Unpublished endorsement :  It is David Kennedy’s generous curiosity about things, people and events — present and absent, near and distant — which gives his poetry such variety of form and subject. Ever alert to the mess we're in he can turn words round to make sense again with sudden humour: the reader learns to expect only the unexpected.

Alan Halsey

 

Unpublished endorsement :  These poems are for thinking with as well as reading. They explore dreams and nightmares, philosophies and landscapes, the settled and the random, and are informed by a conscience simultaneously moral and lexical. They are discursive but can aim a sharp aphorism, fluid in form but structurally sound, sceptical and sensuous. At a time when the choice for poetry might appear to be between a confusion of multi-voices for the multi-verse and the too easily won solidity of the lyric I-for-an-eye, David Kennedy’s work is a welcome bridge. Walk across it slowly, savouring the gentle sounds of crafted timber and flowing water, the many changing perspectives.

Carol Rumens

 

Unpublished endorsement :  Versatility, humour and aplomb — these are the hallmarks of David Kennedy's poetry.
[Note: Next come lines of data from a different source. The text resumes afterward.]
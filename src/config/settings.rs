//! Configuration settings for the shellgate daemon.
//!
//! Configuration is assembled from up to two JSON files, a fallback file and
//! a main file. The fallback is read first, so for keys present in both files
//! the main file's values win; keys a file leaves out keep whatever an
//! earlier file (or the default) set. Either file, or both, may be absent.

use std::path::Path;

use serde::Deserialize;
use tracing::{debug, info, warn};

use crate::error::{ConfigErrorKind, DaemonError};
use crate::https::{HttpsClient, HttpsConfig, ServerConfig};

const HTTPS_SCHEME: &str = "https";

/// Merged daemon configuration.
///
/// Populated by [`Config::load`], normalized once by [`Config::validate`],
/// and read-only afterwards.
#[derive(Debug, Clone, Default, PartialEq, Eq)]
pub struct Config {
    /// Client protocol, expected to be "https".
    pub client_protocol: String,
    /// Client certificate settings for mutual TLS.
    pub https_client: HttpsClient,
    /// Skip server certificate verification.
    pub skip_verify: bool,
    /// Path to the server SSL certificate.
    pub server_certificate: String,
    /// Server URL (single-server configurations; superseded by `servers`).
    pub server_url: String,
    /// Servers the agent can fail over between. `None` means the field was
    /// never given, which is distinct from an explicitly empty list.
    pub servers: Option<Vec<ServerConfig>>,
    /// The command to run as shell.
    pub shell_command: String,
    /// Name of the user who owns the shell process.
    pub user: String,
}

/// Deserialization target for a single configuration file.
///
/// Every field is optional so that merging can distinguish "key absent in
/// this file" from "key present with an empty value"; only present keys
/// overwrite earlier layers.
#[derive(Debug, Default, Deserialize)]
#[serde(rename_all = "PascalCase", default)]
struct ConfigFile {
    client_protocol: Option<String>,
    https_client: Option<HttpsClient>,
    skip_verify: Option<bool>,
    server_certificate: Option<String>,
    #[serde(rename = "ServerURL")]
    server_url: Option<String>,
    servers: Option<Vec<ServerConfig>>,
    shell_command: Option<String>,
    user: Option<String>,
}

impl ConfigFile {
    /// Overwrite the fields this file sets; leave the rest untouched.
    ///
    /// Overwrites are whole-value, including `https_client`: a later file
    /// replaces the entire client block rather than deep-merging it.
    fn apply(self, config: &mut Config) {
        if let Some(v) = self.client_protocol {
            config.client_protocol = v;
        }
        if let Some(v) = self.https_client {
            config.https_client = v;
        }
        if let Some(v) = self.skip_verify {
            config.skip_verify = v;
        }
        if let Some(v) = self.server_certificate {
            config.server_certificate = v;
        }
        if let Some(v) = self.server_url {
            config.server_url = v;
        }
        if let Some(v) = self.servers {
            config.servers = Some(v);
        }
        if let Some(v) = self.shell_command {
            config.shell_command = v;
        }
        if let Some(v) = self.user {
            config.user = v;
        }
    }
}

impl Config {
    /// Load the daemon configuration from the main and fallback JSON files.
    ///
    /// A missing file is skipped; both files missing yields the default
    /// configuration. Read failures other than not-found and malformed JSON
    /// abort the load.
    pub fn load<P: AsRef<Path>>(main_file: P, fallback_file: P) -> Result<Self, DaemonError> {
        let (config, _files_loaded) = load_files(main_file.as_ref(), fallback_file.as_ref())?;
        Ok(config)
    }

    /// Verify and normalize the server fields in the configuration.
    ///
    /// The only fatal condition is giving both `Servers` and `ServerURL`:
    /// the first entry of an explicit list would always shadow the scalar
    /// field, so supplying both is treated as user error and rejected.
    pub fn validate(&mut self) -> Result<(), DaemonError> {
        match &self.servers {
            None => {
                if self.server_url.is_empty() {
                    warn!("No server URL(s) specified in configuration");
                }
                self.servers = Some(vec![ServerConfig {
                    server_url: self.server_url.clone(),
                }]);
            }
            Some(_) if !self.server_url.is_empty() => {
                return Err(DaemonError::config(ConfigErrorKind::ServerConflict));
            }
            Some(_) => {}
        }

        if let Some(servers) = &mut self.servers {
            for (i, server) in servers.iter_mut().enumerate() {
                // Trim possible '/' suffix, which is added back in URL paths.
                if let Some(stripped) = server.server_url.strip_suffix('/') {
                    server.server_url = stripped.to_string();
                }
                if server.server_url.is_empty() {
                    warn!(entry = i + 1, "Server entry has no associated server URL");
                }
            }
        }

        self.https_client.validate();
        debug!(config = ?self, "Verified configuration");

        Ok(())
    }

    /// The configuration for the HTTP transport layer.
    pub fn http_config(&self) -> HttpsConfig {
        HttpsConfig {
            server_cert: self.server_certificate.clone(),
            is_https: self.client_protocol == HTTPS_SCHEME,
            client: self.maybe_https_client(),
            no_verify: self.skip_verify,
        }
    }

    /// The client certificate bundle, only when both certificate and key are
    /// provided.
    fn maybe_https_client(&self) -> Option<HttpsClient> {
        if self.https_client.is_complete() {
            Some(self.https_client.clone())
        } else {
            None
        }
    }
}

/// Load the fallback file, then the main file, merging into one `Config`.
///
/// Returns the merged configuration and the number of files that existed and
/// parsed successfully.
fn load_files(main_file: &Path, fallback_file: &Path) -> Result<(Config, usize), DaemonError> {
    let mut config = Config::default();
    let mut files_loaded = 0;

    for path in [fallback_file, main_file] {
        if load_config_file(path, &mut config)? {
            files_loaded += 1;
        }
    }

    debug!(count = files_loaded, "Loaded configuration file(s)");
    if files_loaded == 0 {
        info!("No configuration files present. Using defaults");
        return Ok((config, files_loaded));
    }

    debug!(config = ?config, "Loaded configuration");
    Ok((config, files_loaded))
}

/// Merge a single configuration file into `config`.
///
/// Returns whether the file existed and was merged. A missing file is not an
/// error here; it is up to the caller to decide whether zero files is
/// acceptable.
fn load_config_file(path: &Path, config: &mut Config) -> Result<bool, DaemonError> {
    let content = match std::fs::read_to_string(path) {
        Ok(content) => content,
        Err(e) if e.kind() == std::io::ErrorKind::NotFound => {
            debug!(path = %path.display(), "Configuration file does not exist");
            return Ok(false);
        }
        Err(e) => {
            return Err(DaemonError::config(ConfigErrorKind::Read {
                path: path.to_path_buf(),
                source: e,
            }));
        }
    };

    let file: ConfigFile = serde_json::from_str(&content).map_err(|e| {
        let kind = match e.classify() {
            serde_json::error::Category::Syntax | serde_json::error::Category::Eof => {
                ConfigErrorKind::Syntax {
                    path: path.to_path_buf(),
                    message: e.to_string(),
                }
            }
            _ => ConfigErrorKind::Decode {
                path: path.to_path_buf(),
                message: e.to_string(),
            },
        };
        DaemonError::config(kind)
    })?;

    file.apply(config);
    info!(path = %path.display(), "Loaded configuration file");
    Ok(true)
}
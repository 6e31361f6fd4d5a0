//! Configuration module for the shellgate daemon.
//!
//! Handles loading the daemon configuration from layered JSON files and
//! validating the merged result.

mod settings;

pub use settings::*;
The Devil's Bookshop has them all!

John Hartley Williams

 

Review quote:  Aids continues to test many aspects of society: medical care, of course, but much more broadly, civic responsibility and social relationships. The opening poem is an elegy to one of the first known casualties, Gaetan Dugas, who died in 1984 in his early thirties. Dugas was traduced as ‘Patient Zero’ which, as Kennedy says, maligned him as "a hole, a dirty sink, a poisoned outlet". Here his humanity is recovered in an image, paradoxically, of a commemorative tree planted against one council's express wishes. In dignified defiance it "survives… untended" and stands "exchanging earth and heavens". The delicate charge of this is characteristic of a book that meditates on a pleasingly varied range of modern-day subjects, from the London bombings to the composer John Cage.